Preventing injuries by taking proactive steps makes a difference for everyone.

Certain programs take this precaution to help athletes avoid injuries that are considered unavoidable.

Performing certain exercises that focus on muscles, such as hip flexors, hamstrings, knees and the lower back, has saved many athletes from these maladies.

E.J. Zebro, the founder and owner of Integrated Sports Therapy in Westport, conducted a rigorous training session for six members of the Columbia University men's soccer team to build their muscles and help them avoid these wounds last Tuesday and Wednesday.

After pushing Columbia's booters to the max in Tuesday's session, he did regeneration therapy.

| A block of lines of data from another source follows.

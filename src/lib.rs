//! Push application metrics to a changing set of statsd collectors.
//!
//! The [`ReporterRegistry`] keeps one periodic [`Reporter`] running per
//! configured [`Endpoint`].  Hand it the full endpoint list whenever the
//! configuration changes and it starts what is new, keeps what is
//! unchanged and stops what was removed:
//!
//! ```no_run
//! use std::sync::Arc;
//! use std::time::Duration;
//! use statsd_fanout::{
//!     system_resolver, DefaultTransportFactory, DnsValidator, Endpoint, MetricRegistry,
//!     PrefixFilter, ReporterRegistry, Tag,
//! };
//!
//! # async fn run() {
//! let dns_timeout = Duration::from_secs(2);
//! let resolver = system_resolver(dns_timeout);
//! let metrics = MetricRegistry::new();
//! let registry = ReporterRegistry::new(
//!     Arc::new(metrics.clone()),
//!     Arc::new(DnsValidator::with_resolver(resolver.clone())),
//!     Arc::new(DefaultTransportFactory::new(resolver, dns_timeout)),
//! );
//!
//! let endpoint = Endpoint::udp("localhost", 8125)
//!     .with_tags(vec![Tag::new("env", "prod")])
//!     .with_prefix_filters(vec![PrefixFilter::new("jobs.")]);
//! registry.update(&[endpoint]).await;
//!
//! metrics.increment("jobs.completed", 1);
//!
//! registry.stop_all().await;
//! # }
//! ```

pub mod config;
pub mod error;
pub mod filter;
pub mod metrics;
pub mod registry;
pub mod reporter;
pub mod transport;
pub mod types;
pub mod validator;

pub use config::Config;
pub use error::{TransportError, ValidationError};
pub use filter::MetricFilter;
pub use metrics::{Expansion, Metric, MetricRegistry, MetricSource, Sample};
pub use registry::{Reconciliation, ReporterRegistry, DEFAULT_FLUSH_INTERVAL};
pub use reporter::{Reporter, ReporterId};
pub use transport::{DefaultTransportFactory, Transport, TransportFactory, UdpTransport};
pub use types::{Endpoint, EndpointKind, PrefixFilter, Tag, UdpEndpoint};
pub use validator::{system_resolver, DnsValidator, EndpointValidator};
use std::sync::Arc;
use std::time::Duration;

use statsd_fanout::{
    system_resolver, DefaultTransportFactory, DnsValidator, Endpoint, MetricRegistry,
    PrefixFilter, ReporterRegistry, Tag,
};
use tokio::net::UdpSocket;

fn registry(metrics: &MetricRegistry) -> ReporterRegistry {
    let timeout = Duration::from_millis(500);
    let resolver = system_resolver(timeout);
    ReporterRegistry::new(
        Arc::new(metrics.clone()),
        Arc::new(DnsValidator::with_resolver(resolver.clone())),
        Arc::new(DefaultTransportFactory::new(resolver, timeout)),
    )
}

#[tokio::test]
async fn two_valid_endpoints_start_two_reporters() {
    let registry = registry(&MetricRegistry::new());

    registry
        .update(&[
            Endpoint::udp("localhost", 8125),
            Endpoint::udp("localhost", 18125),
        ])
        .await;

    assert_eq!(registry.len().await, 2);
    registry.stop_all().await;
}

#[tokio::test]
async fn invalid_endpoint_never_becomes_active() {
    let registry = registry(&MetricRegistry::new());
    let valid = Endpoint::udp("localhost", 8125);
    let invalid = Endpoint::udp("invalid-host.invalid", 999999);

    let summary = registry.update(&[valid.clone(), invalid.clone()]).await;

    assert_eq!(summary.started, 1);
    assert_eq!(summary.skipped, 1);
    let reporters = registry.reporters().await;
    assert_eq!(reporters.len(), 1);
    assert!(reporters.contains_key(&valid));
    assert!(!reporters.contains_key(&invalid));
    registry.stop_all().await;
}

#[tokio::test]
async fn reconfiguration_keeps_unchanged_reporters() {
    let registry = registry(&MetricRegistry::new());
    let a = Endpoint::udp("localhost", 8125);
    let b = Endpoint::udp("localhost", 18125);

    registry.update(&[a.clone(), b.clone()]).await;
    let first = registry.reporters().await;

    let summary = registry.update(&[a.clone(), b.clone()]).await;
    assert!(summary.is_noop());
    assert_eq!(registry.reporters().await, first);

    let summary = registry.update(&[a.clone()]).await;
    assert_eq!(summary.stopped, 1);
    let reporters = registry.reporters().await;
    assert_eq!(reporters.len(), 1);
    assert_eq!(reporters[&a], first[&a]);

    registry.stop_all().await;
    assert!(registry.is_empty().await);
}

#[tokio::test]
async fn pushes_filtered_tagged_metrics_over_udp() {
    let collector = UdpSocket::bind("127.0.0.1:0").await.unwrap();
    let port = collector.local_addr().unwrap().port();

    let metrics = MetricRegistry::new();
    metrics.increment("jobs.completed", 3);
    metrics.set_gauge("vm.heap", 64.0);
    metrics.record("jobs.duration", 1.0);

    let registry = registry(&metrics).with_interval(Duration::from_millis(50));
    let endpoint = Endpoint::udp("127.0.0.1", i64::from(port))
        .with_tags(vec![Tag::new("env", "test")])
        .with_prefix_filters(vec![PrefixFilter::new("jobs.")]);
    registry.update(&[endpoint]).await;

    let mut buf = [0u8; 2048];
    let n = tokio::time::timeout(Duration::from_secs(5), collector.recv(&mut buf))
        .await
        .expect("collector should receive a flush")
        .unwrap();
    registry.stop_all().await;

    let payload = std::str::from_utf8(&buf[..n]).unwrap();
    let lines: Vec<&str> = payload.lines().collect();
    assert_eq!(
        lines,
        vec![
            "jobs.completed:3|g|#env:test",
            "jobs.duration.count:1|g|#env:test",
        ]
    );
}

Similar to yoga, it helped them recover from the typical aches that are usually the aftermath of an intense workout so they would fully heal.

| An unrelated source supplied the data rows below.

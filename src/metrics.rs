//! Metric snapshots and the in-memory registry reporters read from.
//!
//! Reporters only depend on [`MetricSource`]; [`MetricRegistry`] is the
//! implementation the daemon uses for its own metrics and the one tests
//! populate directly.

use std::collections::{BTreeMap, VecDeque};
use std::sync::{Arc, Mutex, PoisonError};

/// Number of recent samples a histogram keeps for quantiles.
const RESERVOIR_SIZE: usize = 1028;

/// Point-in-time value of one metric.
#[derive(Debug, Clone, PartialEq)]
pub enum Metric {
    Counter(u64),
    Gauge(f64),
    Histogram(HistogramSnapshot),
}

#[derive(Debug, Clone, Default, PartialEq)]
pub struct HistogramSnapshot {
    /// Total number of recorded values, not only those in the reservoir.
    pub count: u64,
    pub min: f64,
    pub max: f64,
    pub mean: f64,
    pub median: f64,
    pub p95: f64,
    pub p99: f64,
}

impl HistogramSnapshot {
    fn from_values(count: u64, values: &VecDeque<f64>) -> Self {
        if values.is_empty() {
            return Self {
                count,
                ..Default::default()
            };
        }
        let mut sorted: Vec<f64> = values.iter().copied().collect();
        sorted.sort_by(f64::total_cmp);
        let sum: f64 = sorted.iter().sum();
        Self {
            count,
            min: sorted[0],
            max: sorted[sorted.len() - 1],
            mean: sum / sorted.len() as f64,
            median: quantile(&sorted, 0.5),
            p95: quantile(&sorted, 0.95),
            p99: quantile(&sorted, 0.99),
        }
    }
}

/// Nearest-rank quantile over a sorted, non-empty slice.
fn quantile(sorted: &[f64], q: f64) -> f64 {
    let rank = (q * sorted.len() as f64).ceil() as usize;
    sorted[rank.clamp(1, sorted.len()) - 1]
}

/// Which derived values a histogram is reported as.
#[derive(Debug, Clone, Copy, PartialEq, Eq, Hash)]
pub enum Expansion {
    Count,
    Min,
    Max,
    Mean,
    Median,
    P95,
    P99,
}

impl Expansion {
    pub fn suffix(self) -> &'static str {
        match self {
            Expansion::Count => "count",
            Expansion::Min => "min",
            Expansion::Max => "max",
            Expansion::Mean => "mean",
            Expansion::Median => "median",
            Expansion::P95 => "p95",
            Expansion::P99 => "p99",
        }
    }

    fn value(self, h: &HistogramSnapshot) -> f64 {
        match self {
            Expansion::Count => h.count as f64,
            Expansion::Min => h.min,
            Expansion::Max => h.max,
            Expansion::Mean => h.mean,
            Expansion::Median => h.median,
            Expansion::P95 => h.p95,
            Expansion::P99 => h.p99,
        }
    }
}

/// A single named value ready to be put on the wire.
#[derive(Debug, Clone, PartialEq)]
pub struct Sample {
    pub name: String,
    pub value: f64,
}

/// Flattens one metric into wire samples.
///
/// Counters and gauges keep their own name.  Histograms produce one
/// `name.<suffix>` sample per expansion.
pub fn expand(name: &str, metric: &Metric, expansions: &[Expansion]) -> Vec<Sample> {
    match metric {
        Metric::Counter(count) => vec![Sample {
            name: name.to_string(),
            value: *count as f64,
        }],
        Metric::Gauge(value) => vec![Sample {
            name: name.to_string(),
            value: *value,
        }],
        Metric::Histogram(h) => expansions
            .iter()
            .map(|e| Sample {
                name: format!("{}.{}", name, e.suffix()),
                value: e.value(h),
            })
            .collect(),
    }
}

/// Source of metric snapshots, owned outside the reporting machinery.
pub trait MetricSource: Send + Sync {
    /// Current metrics keyed by name.
    fn snapshot(&self) -> Vec<(String, Metric)>;
}

#[derive(Debug)]
enum Entry {
    Counter(u64),
    Gauge(f64),
    Histogram { count: u64, values: VecDeque<f64> },
}

/// Thread-safe in-memory metric registry. Clones share state.
#[derive(Debug, Clone, Default)]
pub struct MetricRegistry {
    entries: Arc<Mutex<BTreeMap<String, Entry>>>,
}

impl MetricRegistry {
    pub fn new() -> Self {
        Self::default()
    }

    /// Adds `by` to a counter, creating it at zero. A name already used by
    /// another metric type is replaced.
    pub fn increment(&self, name: &str, by: u64) {
        let mut entries = self.entries.lock().unwrap_or_else(PoisonError::into_inner);
        match entries.get_mut(name) {
            Some(Entry::Counter(count)) => *count = count.saturating_add(by),
            _ => {
                entries.insert(name.to_string(), Entry::Counter(by));
            }
        }
    }

    pub fn set_gauge(&self, name: &str, value: f64) {
        let mut entries = self.entries.lock().unwrap_or_else(PoisonError::into_inner);
        entries.insert(name.to_string(), Entry::Gauge(value));
    }

    /// Records one histogram value.
    pub fn record(&self, name: &str, value: f64) {
        let mut entries = self.entries.lock().unwrap_or_else(PoisonError::into_inner);
        match entries.get_mut(name) {
            Some(Entry::Histogram { count, values }) => {
                *count += 1;
                if values.len() == RESERVOIR_SIZE {
                    values.pop_front();
                }
                values.push_back(value);
            }
            _ => {
                entries.insert(
                    name.to_string(),
                    Entry::Histogram {
                        count: 1,
                        values: VecDeque::from([value]),
                    },
                );
            }
        }
    }

    pub fn remove(&self, name: &str) {
        let mut entries = self.entries.lock().unwrap_or_else(PoisonError::into_inner);
        entries.remove(name);
    }
}

impl MetricSource for MetricRegistry {
    fn snapshot(&self) -> Vec<(String, Metric)> {
        let entries = self.entries.lock().unwrap_or_else(PoisonError::into_inner);
        entries
            .iter()
            .map(|(name, entry)| {
                let metric = match entry {
                    Entry::Counter(count) => Metric::Counter(*count),
                    Entry::Gauge(value) => Metric::Gauge(*value),
                    Entry::Histogram { count, values } => {
                        Metric::Histogram(HistogramSnapshot::from_values(*count, values))
                    }
                };
                (name.clone(), metric)
            })
            .collect()
    }
}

Zebro didn't have them do traditional crunches but had them on their elbows a lot to let their bodies recover more easily.

It also allowed the athletes to build strength in muscle areas vulnerable to injuries to enable them to handle even more intense workouts in the immediate future.

"The purpose of the program is for the athlete to remain healthy while increasing their strengths and skills," Zebro said. "Muscle imbalance and ACL tears correlate to muscle weakening."

Greg Gudis, a former All-FCIAC forward for Staples High School who worked with Zebro before graduating in June, broke his leg during last year's Class LL soccer tournament. He and Zebro believe no training can prevent such an injury, but ankle and ACL injuries are avoidable impairments that happen as a result of weakened muscles.

"I've been working with E.J. for five years, and I can say what he has done will help us avoid injuries and give us something we can bring to Columbia, like everyday stretching," Gudis said. "He helped us improve our form in exercising, and it will help us at Columbia this fall."

Soccer player Kofi Agyapong, who is transferring to Columbia from Wake Forest University, also benefited from Zebro's therapy while playing and St. Luke's High School in New Canaan.

"It [the training] helped me a lot," said Agyapong, who also played for the Premier team of Beachside of Connecticut Soccer Club in Norwalk. "The first day was tough but we did warm-ups and stretches, which loosened me up and I feel better now. We do most of the stuff here that we do in college. Here (at Integrated Sport Therapy), they give us the right technique."

In the end, Zebro wants to empower the athlete so he or she can learn how to push and when to take a break.

"I just want to give them enough knowledge, and I want them to know when their bodies are pushed too hard and give them the skills where they know how to fix them," Zebro said. Athletes need to be pushed hard and then repaired so you can push them harder the next time."

Renee Daly is Zebro's associate and is confident the workouts at IST will help them in the long run.

"It will help them with their more functional training, which will help them with speed, strength and recovery during the preseason," Daly said.

Gudis said, "It's monumental for us. E.J. is very knowledgeable and shows us things we can bring to Columbia. He propelled our training for the week and he's the driving force in our training, regeneration and restoration."